The Domesday Book of 1086 shows the village written in Old English as Thursetuna; Thurse (given name of a Viking lord) - tun (a u-stem noun meaning homestead/manor) - a (a genitive case masculine declension that shows possession). Thuxton was located in the hundred of Mitford in the shire of Norfolk, with about 26 households, containing (tallying only males of full age) 9 villagers, 13 freemen, 11 smallholders and 4 slaves. This meant Thuxton was in the largest 40% of settlements in post-conquest England.

Thuxton is listed by archaeologists as the site of a deserted medieval linear village, with 29 tofts having been located in the 1980s.

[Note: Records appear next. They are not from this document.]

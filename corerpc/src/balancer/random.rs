use rand::Rng;

use crate::model::{RpcRequest, ServiceEndpoint};

use super::LoadBalancer;

/// Uniform random selection. Stateless, thread-safe (spec.md §4.6).
#[derive(Default)]
pub struct RandomBalancer;

impl RandomBalancer {
    pub fn new() -> Self {
        Self
    }
}

impl LoadBalancer for RandomBalancer {
    fn name(&self) -> &'static str {
        "random"
    }

    fn select<'a>(
        &self,
        endpoints: &'a [ServiceEndpoint],
        _request: &RpcRequest,
    ) -> Option<&'a ServiceEndpoint> {
        if endpoints.is_empty() {
            return None;
        }
        let idx = rand::thread_rng().gen_range(0..endpoints.len());
        endpoints.get(idx)
    }
}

In 1845 Thuxton (also known as Thurston parish at that time) had a population of 103 inhabitants, a few scattered farm-houses and cottages, and 1085 acres of land, belonging to Lord Wodehouse, Edward Lombe Esq., William Palmer, John Taylor, R. Butcher, and a few smaller freeholders. There were two manors, with Lord Wodehouse as lord of Thuxton Hall and Edward Lombe, Esq., as lord of Thuxton Waces. The resident farmers were Peregrine Hardy, William Palmer, John Taylor, and Caleb Vassar.

In 1931 Thuxton parish had a population of 83. The village retains a church, St Paul's, which has a monthly service and special events. On 1 April 1935 Thuxton parish was merged with Garveston parish and Reymerston parish to form "Garveston" CP/AP (where CP/AP is a 21st century annotation indicating a civil parish and Anglican parish with coincident boundaries). On 4 August 1999 the expanded parish of Garveston was renamed Garvestone. On 5 January 2019 the parish of Garvestone was renamed to become the parish of Garvestone, Reymerston and Thuxton.